TASK ITEM —
Using the material below, print the line that contains "Free-form body; format", the line that contains "for block creation.", and every line in between, exactly and nothing else.

══ SOURCE DATA ══

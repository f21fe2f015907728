//! Core use-case services.
//!
//! # Responsibility
//! - Orchestrate repository calls into use-case level APIs.
//! - Enforce tree and ordering invariants above the storage layer.
//! - Classify every failure with an [`ErrorKind`] so outer layers map
//!   statuses in one place.

pub mod block_order;
pub mod block_service;
pub mod import_service;
pub mod memo_service;
pub mod page_service;
pub mod tree_integrity;

/// Transport-neutral failure category shared by all service errors.
#[derive(Debug, Clone, Copy, PartialEq, Eq, Hash)]
pub enum ErrorKind {
    /// Addressed page, block, memo or parent does not exist.
    NotFound,
    /// Reference is well-formed but structurally invalid (self-parent, cycle).
    InvalidReference,
    /// Field-level validation failure.
    InvalidInput,
    /// External API key is not configured.
    UpstreamAuthMissing,
    /// External service reports the object as missing.
    UpstreamNotFound,
    /// External service call failed.
    UpstreamFailure,
    /// AI enrichment is not configured or failed.
    AiUnavailable,
    Unexpected,
}
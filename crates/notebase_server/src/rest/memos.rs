use std::sync::Arc;

use axum::extract::{Path, Query, State};
use axum::Json;
use notebase_core::{Memo, MemoPatch, MemoService, MemoServiceError, NewMemo, SqliteMemoRepository};
use rusqlite::Connection;
use serde::Deserialize;
use serde_json::Value;

use super::{deleted, parse_id, with_conn, without_conn, ApiResult};
use crate::state::AppState;

fn memo_service<'a>(
    conn: &'a Connection,
    state: &'a AppState,
) -> ApiResult<MemoService<'a, SqliteMemoRepository<'a>>> {
    Ok(MemoService::new(
        SqliteMemoRepository::try_new(conn)?,
        state.enricher.as_deref(),
    ))
}

#[derive(Debug, Default, Deserialize)]
pub(crate) struct MemoListParams {
    skip: Option<i64>,
    limit: Option<i64>,
}

#[derive(Debug, Default, Deserialize)]
pub(crate) struct MemoSearchParams {
    #[serde(default)]
    q: String,
}

#[derive(Debug, Deserialize)]
pub(crate) struct CreateMemoRequest {
    title: String,
    content: String,
    user_id: Option<i64>,
}

#[derive(Debug, Deserialize)]
pub(crate) struct UpdateMemoRequest {
    title: Option<String>,
    content: Option<String>,
}

pub(crate) async fn list_memos(
    State(state): State<Arc<AppState>>,
    Query(params): Query<MemoListParams>,
) -> ApiResult<Json<Vec<Memo>>> {
    with_conn(&state, move |conn, state| {
        Ok(memo_service(conn, state)?.list_memos(params.skip, params.limit)?)
    })
    .await
    .map(Json)
}

pub(crate) async fn search_memos(
    State(state): State<Arc<AppState>>,
    Query(params): Query<MemoSearchParams>,
) -> ApiResult<Json<Vec<Memo>>> {
    with_conn(&state, move |conn, state| {
        Ok(memo_service(conn, state)?.search_memos(&params.q)?)
    })
    .await
    .map(Json)
}

pub(crate) async fn get_memo(
    State(state): State<Arc<AppState>>,
    Path(id): Path<String>,
) -> ApiResult<Json<Memo>> {
    let memo_id = parse_id(&id, "memo id")?;
    with_conn(&state, move |conn, state| {
        Ok(memo_service(conn, state)?.get_memo(memo_id)?)
    })
    .await
    .map(Json)
}

pub(crate) async fn create_memo(
    State(state): State<Arc<AppState>>,
    Json(body): Json<CreateMemoRequest>,
) -> ApiResult<Json<Memo>> {
    let new_memo = NewMemo {
        title: body.title,
        content: body.content,
        user_id: body.user_id,
    };
    let memo = with_conn(&state, move |conn, state| {
        Ok(memo_service(conn, state)?.store_memo(new_memo)?)
    })
    .await?;

    let Some(enricher) = state.enricher.clone() else {
        log::warn!(
            "event=memo_enrich module=server status=skipped memo_id={} reason=not_configured",
            memo.id
        );
        return Ok(Json(memo));
    };
    let content = memo.content.clone();
    let outcome = without_conn(move || enricher.enrich(&content)).await?;
    with_conn(&state, move |conn, state| {
        Ok(memo_service(conn, state)?.attach_enrichment(memo, outcome))
    })
    .await
    .map(Json)
}

pub(crate) async fn update_memo(
    State(state): State<Arc<AppState>>,
    Path(id): Path<String>,
    Json(body): Json<UpdateMemoRequest>,
) -> ApiResult<Json<Memo>> {
    let memo_id = parse_id(&id, "memo id")?;
    let patch = MemoPatch {
        title: body.title,
        content: body.content,
    };
    with_conn(&state, move |conn, state| {
        Ok(memo_service(conn, state)?.update_memo(memo_id, patch)?)
    })
    .await
    .map(Json)
}

pub(crate) async fn delete_memo(
    State(state): State<Arc<AppState>>,
    Path(id): Path<String>,
) -> ApiResult<Json<Value>> {
    let memo_id = parse_id(&id, "memo id")?;
    with_conn(&state, move |conn, state| {
        memo_service(conn, state)?.delete_memo(memo_id)?;
        Ok(())
    })
    .await?;
    Ok(deleted("Memo deleted successfully"))
}

pub(crate) async fn regenerate_ai(
    State(state): State<Arc<AppState>>,
    Path(id): Path<String>,
) -> ApiResult<Json<Memo>> {
    let memo_id = parse_id(&id, "memo id")?;
    let memo = with_conn(&state, move |conn, state| {
        Ok(memo_service(conn, state)?.get_memo(memo_id)?)
    })
    .await?;
    let enricher = state
        .enricher
        .clone()
        .ok_or(MemoServiceError::AiUnavailable)?;

    let content = memo.content;
    let enrichment = without_conn(move || enricher.enrich(&content))
        .await?
        .map_err(MemoServiceError::AiFailed)?;
    with_conn(&state, move |conn, state| {
        Ok(memo_service(conn, state)?.save_enrichment(memo_id, &enrichment)?)
    })
    .await
    .map(Json)
}
//! Block domain model.
//!
//! # Responsibility
//! - Define ordered content units owned by exactly one page.
//! - Provide the open-ended block type tag.
//!
//! # Invariants
//! - `page_id` is fixed at creation time.
//! - `order` is always a finite number; duplicates are allowed.

use super::page::PageId;
use super::{char_len, FieldUpdate};
use serde::{Deserialize, Serialize};
use std::error::Error;
use std::fmt::{Display, Formatter};
use uuid::Uuid;

/// Stable block identifier.
pub type BlockId = Uuid;

pub const BLOCK_TYPE_MAX_CHARS: usize = 50;

/// Order key given to blocks created without an explicit one.
pub const DEFAULT_BLOCK_ORDER: f64 = 0.0;

/// Block type tag.
///
/// Known editor types get their own variant; any other non-blank tag is kept
/// verbatim in `Other` so clients can introduce new types without a schema
/// change.
#[derive(Debug, Clone, PartialEq, Eq, Hash, Serialize, Deserialize)]
#[serde(try_from = "String", into = "String")]
pub enum BlockType {
    Text,
    Heading1,
    Heading2,
    Heading3,
    BulletList,
    NumberedList,
    Todo,
    Code,
    Quote,
    Divider,
    Other(String),
}

impl BlockType {
    /// Parses a stored or user-supplied tag.
    pub fn parse(value: &str) -> Result<Self, BlockValidationError> {
        let trimmed = value.trim();
        if trimmed.is_empty() {
            return Err(BlockValidationError::BlankType);
        }
        if char_len(trimmed) > BLOCK_TYPE_MAX_CHARS {
            return Err(BlockValidationError::TypeTooLong {
                max_chars: BLOCK_TYPE_MAX_CHARS,
            });
        }
        Ok(match trimmed {
            "text" => Self::Text,
            "heading1" => Self::Heading1,
            "heading2" => Self::Heading2,
            "heading3" => Self::Heading3,
            "bullet_list" => Self::BulletList,
            "numbered_list" => Self::NumberedList,
            "todo" => Self::Todo,
            "code" => Self::Code,
            "quote" => Self::Quote,
            "divider" => Self::Divider,
            other => Self::Other(other.to_string()),
        })
    }

    pub fn as_str(&self) -> &str {
        match self {
            Self::Text => "text",
            Self::Heading1 => "heading1",
            Self::Heading2 => "heading2",
            Self::Heading3 => "heading3",
            Self::BulletList => "bullet_list",
            Self::NumberedList => "numbered_list",
            Self::Todo => "todo",
            Self::Code => "code",
            Self::Quote => "quote",
            Self::Divider => "divider",
            Self::Other(tag) => tag.as_str(),
        }
    }
}

impl Display for BlockType {
    fn fmt(&self, f: &mut Formatter<'_>) -> std::fmt::Result {
        f.write_str(self.as_str())
    }
}

impl TryFrom<String> for BlockType {
    type Error = BlockValidationError;

    fn try_from(value: String) -> Result<Self, Self::Error> {
        Self::parse(&value)
    }
}

impl From<BlockType> for String {
    fn from(value: BlockType) -> Self {
        match value {
            BlockType::Other(tag) => tag,
            known => known.as_str().to_string(),
        }
    }
}

/// Persisted block.
#[derive(Debug, Clone, PartialEq, Serialize, Deserialize)]
pub struct Block {
    pub id: BlockId,
    pub page_id: PageId,
    #[serde(rename = "type")]
    pub block_type: BlockType,
    /// Free-form body; format depends on `block_type`.
    pub content: Option<String>,
    /// Sort key among the page's blocks.
    pub order: f64,
    pub created_at: i64,
    pub updated_at: i64,
}

/// Input for block creation.
#[derive(Debug, Clone, PartialEq)]
pub struct NewBlock {
    pub page_id: PageId,
    pub block_type: BlockType,
    pub content: Option<String>,
    /// `None` means the default order key.
    pub order: Option<f64>,
}

/// Block body without identity, used for bulk inserts such as imports.
#[derive(Debug, Clone, PartialEq)]
pub struct BlockSeed {
    pub block_type: BlockType,
    pub content: Option<String>,
    pub order: f64,
}

/// Partial block update. Blocks never move between pages.
#[derive(Debug, Clone, Default, PartialEq)]
pub struct BlockPatch {
    pub block_type: Option<BlockType>,
    pub content: FieldUpdate<String>,
    pub order: Option<f64>,
}

/// Field-level validation failures for block input.
#[derive(Debug, Clone, PartialEq)]
pub enum BlockValidationError {
    BlankType,
    TypeTooLong { max_chars: usize },
    NonFiniteOrder(f64),
}

impl Display for BlockValidationError {
    fn fmt(&self, f: &mut Formatter<'_>) -> std::fmt::Result {
        match self {
            Self::BlankType => write!(f, "block type must not be blank"),
            Self::TypeTooLong { max_chars } => {
                write!(f, "block type must be at most {max_chars} characters")
            }
            Self::NonFiniteOrder(value) => {
                write!(f, "block order must be a finite number, got {value}")
            }
        }
    }
}

impl Error for BlockValidationError {}

#[cfg(test)]
mod tests {
    use super::*;

    #[test]
    fn known_tags_parse_to_variants_and_back() {
        for tag in [
            "text",
            "heading1",
            "heading2",
            "heading3",
            "bullet_list",
            "numbered_list",
            "todo",
            "code",
            "quote",
            "divider",
        ] {
            let parsed = BlockType::parse(tag).unwrap();
            assert!(!matches!(parsed, BlockType::Other(_)), "{tag}");
            assert_eq!(parsed.as_str(), tag);
        }
    }

    #[test]
    fn unknown_tags_are_kept_verbatim() {
        let parsed = BlockType::parse(" callout ").unwrap();
        assert_eq!(parsed, BlockType::Other("callout".to_string()));
        assert_eq!(String::from(parsed), "callout");
    }

    #[test]
    fn blank_and_oversized_tags_are_rejected() {
        assert_eq!(BlockType::parse("  "), Err(BlockValidationError::BlankType));
        assert!(matches!(
            BlockType::parse(&"t".repeat(BLOCK_TYPE_MAX_CHARS + 1)),
            Err(BlockValidationError::TypeTooLong { .. })
        ));
    }

    #[test]
    fn block_serializes_type_field_as_plain_string() {
        let block = Block {
            id: Uuid::nil(),
            page_id: Uuid::nil(),
            block_type: BlockType::Heading2,
            content: Some("Intro".to_string()),
            order: 1.5,
            created_at: 0,
            updated_at: 0,
        };
        let json = serde_json::to_value(&block).unwrap();
        assert_eq!(json["type"], "heading2");
        assert_eq!(json["order"], 1.5);
    }
}
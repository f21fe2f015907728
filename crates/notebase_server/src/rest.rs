//! Router, error mapping and shared handler plumbing.

mod blocks;
mod import;
mod memos;
mod pages;

use std::sync::Arc;

use axum::http::{HeaderValue, Method, StatusCode};
use axum::response::{IntoResponse, Response};
use axum::routing::{get, patch, post};
use axum::{Json, Router};
use notebase_core::{
    BlockServiceError, ErrorKind, ImportError, MemoServiceError, PageServiceError, RepoError,
};
use rusqlite::Connection;
use serde::{Deserialize, Deserializer};
use serde_json::{json, Value};
use tower_http::cors::CorsLayer;
use uuid::Uuid;

use crate::state::AppState;

/// Builds the `/api` router with the given CORS allow-list.
pub fn create_router(state: Arc<AppState>, cors_allowed_origins: &[String]) -> Router {
    Router::new()
        .route("/api/health", get(health))
        .route("/api/pages", get(pages::list_pages).post(pages::create_page))
        .route(
            "/api/pages/:id",
            get(pages::get_page)
                .patch(pages::update_page)
                .delete(pages::delete_page),
        )
        .route("/api/pages/:id/blocks", get(blocks::list_page_blocks))
        .route(
            "/api/pages/:id/blocks/rebalance",
            post(blocks::rebalance_page_blocks),
        )
        .route("/api/blocks", post(blocks::create_block))
        .route("/api/blocks/reorder", post(blocks::reorder_block))
        .route(
            "/api/blocks/:id",
            patch(blocks::update_block).delete(blocks::delete_block),
        )
        .route("/api/memos", get(memos::list_memos).post(memos::create_memo))
        .route("/api/memos/search", get(memos::search_memos))
        .route(
            "/api/memos/:id",
            get(memos::get_memo)
                .patch(memos::update_memo)
                .delete(memos::delete_memo),
        )
        .route("/api/memos/:id/regenerate-ai", post(memos::regenerate_ai))
        .route("/api/mcp/import", post(import::import_page))
        .layer(build_cors_layer(cors_allowed_origins))
        .with_state(state)
}

async fn health() -> Json<Value> {
    Json(json!({ "status": "ok", "version": notebase_core::core_version() }))
}

fn build_cors_layer(cors_allowed_origins: &[String]) -> CorsLayer {
    let mut parsed = Vec::new();
    for origin in cors_allowed_origins {
        match HeaderValue::from_str(origin) {
            Ok(value) => parsed.push(value),
            Err(err) => {
                log::warn!("event=cors_origin module=server status=ignored origin={origin} reason={err}")
            }
        }
    }

    CorsLayer::new()
        .allow_methods([Method::GET, Method::POST, Method::PATCH, Method::DELETE])
        .allow_headers([axum::http::header::CONTENT_TYPE])
        .allow_origin(parsed)
}

/// JSON error body `{"detail": "..."}` with a mapped status.
#[derive(Debug)]
pub struct ApiError {
    status: StatusCode,
    detail: String,
}

impl ApiError {
    fn new(status: StatusCode, detail: impl Into<String>) -> Self {
        Self {
            status,
            detail: detail.into(),
        }
    }

    fn from_kind(kind: ErrorKind, detail: impl Into<String>) -> Self {
        Self::new(status_for(kind), detail)
    }

    fn internal(detail: impl Into<String>) -> Self {
        Self::new(StatusCode::INTERNAL_SERVER_ERROR, detail)
    }

    pub fn status(&self) -> StatusCode {
        self.status
    }
}

pub fn status_for(kind: ErrorKind) -> StatusCode {
    match kind {
        ErrorKind::NotFound | ErrorKind::UpstreamNotFound => StatusCode::NOT_FOUND,
        ErrorKind::InvalidReference => StatusCode::BAD_REQUEST,
        ErrorKind::InvalidInput => StatusCode::UNPROCESSABLE_ENTITY,
        ErrorKind::UpstreamAuthMissing => StatusCode::UNAUTHORIZED,
        ErrorKind::UpstreamFailure => StatusCode::BAD_GATEWAY,
        ErrorKind::AiUnavailable => StatusCode::SERVICE_UNAVAILABLE,
        ErrorKind::Unexpected => StatusCode::INTERNAL_SERVER_ERROR,
    }
}

impl IntoResponse for ApiError {
    fn into_response(self) -> Response {
        if self.status.is_server_error() {
            log::error!(
                "event=request_failed module=server status={} detail={}",
                self.status.as_u16(),
                self.detail
            );
        }
        (self.status, Json(json!({ "detail": self.detail }))).into_response()
    }
}

macro_rules! impl_from_service_error {
    ($($error:ty),+ $(,)?) => {
        $(
            impl From<$error> for ApiError {
                fn from(err: $error) -> Self {
                    Self::from_kind(err.kind(), err.to_string())
                }
            }
        )+
    };
}

impl_from_service_error!(PageServiceError, BlockServiceError, MemoServiceError, ImportError);

impl From<RepoError> for ApiError {
    fn from(err: RepoError) -> Self {
        Self::internal(err.to_string())
    }
}

pub(crate) type ApiResult<T> = Result<T, ApiError>;

/// Runs storage work on the blocking pool while holding the connection lock.
pub(crate) async fn with_conn<T, F>(state: &Arc<AppState>, work: F) -> ApiResult<T>
where
    T: Send + 'static,
    F: FnOnce(&Connection, &AppState) -> ApiResult<T> + Send + 'static,
{
    let state = Arc::clone(state);
    tokio::task::spawn_blocking(move || {
        let conn = state
            .conn
            .lock()
            .map_err(|_| ApiError::internal("database connection lock poisoned"))?;
        work(&*conn, state.as_ref())
    })
    .await
    .map_err(|err| ApiError::internal(format!("blocking task failed: {err}")))?
}

/// Runs blocking work, such as upstream HTTP calls, without the connection lock.
pub(crate) async fn without_conn<T, F>(work: F) -> ApiResult<T>
where
    T: Send + 'static,
    F: FnOnce() -> T + Send + 'static,
{
    tokio::task::spawn_blocking(work)
        .await
        .map_err(|err| ApiError::internal(format!("blocking task failed: {err}")))
}

/// Parses a path id; malformed ids are a validation failure.
pub(crate) fn parse_id(raw: &str, label: &str) -> ApiResult<Uuid> {
    Uuid::parse_str(raw.trim()).map_err(|_| {
        ApiError::new(
            StatusCode::UNPROCESSABLE_ENTITY,
            format!("invalid {label}: {raw}"),
        )
    })
}

pub(crate) fn deleted(message: &str) -> Json<Value> {
    Json(json!({ "message": message }))
}

/// Distinguishes an absent field (`None`) from an explicit `null`
/// (`Some(None)`) in patch bodies. Pair with `#[serde(default)]`.
pub(crate) fn double_option<'de, T, D>(deserializer: D) -> Result<Option<Option<T>>, D::Error>
where
    T: Deserialize<'de>,
    D: Deserializer<'de>,
{
    Option::<T>::deserialize(deserializer).map(Some)
}

#[cfg(test)]
mod tests {
    use super::*;

    #[test]
    fn every_kind_maps_to_documented_status() {
        let cases = [
            (ErrorKind::NotFound, 404),
            (ErrorKind::InvalidReference, 400),
            (ErrorKind::InvalidInput, 422),
            (ErrorKind::UpstreamAuthMissing, 401),
            (ErrorKind::UpstreamNotFound, 404),
            (ErrorKind::UpstreamFailure, 502),
            (ErrorKind::AiUnavailable, 503),
            (ErrorKind::Unexpected, 500),
        ];
        for (kind, status) in cases {
            assert_eq!(status_for(kind).as_u16(), status, "{kind:?}");
        }
    }

    #[test]
    fn parse_id_rejects_garbage() {
        assert!(parse_id("not-a-uuid", "page id").is_err());
        let id = Uuid::new_v4();
        assert_eq!(parse_id(&id.to_string(), "page id").unwrap(), id);
    }

    #[derive(Deserialize)]
    struct Patch {
        #[serde(default, deserialize_with = "double_option")]
        icon: Option<Option<String>>,
    }

    #[test]
    fn double_option_separates_absent_from_null() {
        let absent: Patch = serde_json::from_str("{}").unwrap();
        let null: Patch = serde_json::from_str(r#"{"icon":null}"#).unwrap();
        let set: Patch = serde_json::from_str(r#"{"icon":"x"}"#).unwrap();
        assert_eq!(absent.icon, None);
        assert_eq!(null.icon, Some(None));
        assert_eq!(set.icon, Some(Some("x".to_string())));
    }
}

═══

ANSWER FOR THIS EXERCISE —
    /// Free-form body; format depends on `block_type`.
    pub content: Option<String>,
    /// Sort key among the page's blocks.
    pub order: f64,
    pub created_at: i64,
    pub updated_at: i64,
}

/// Input for block creation.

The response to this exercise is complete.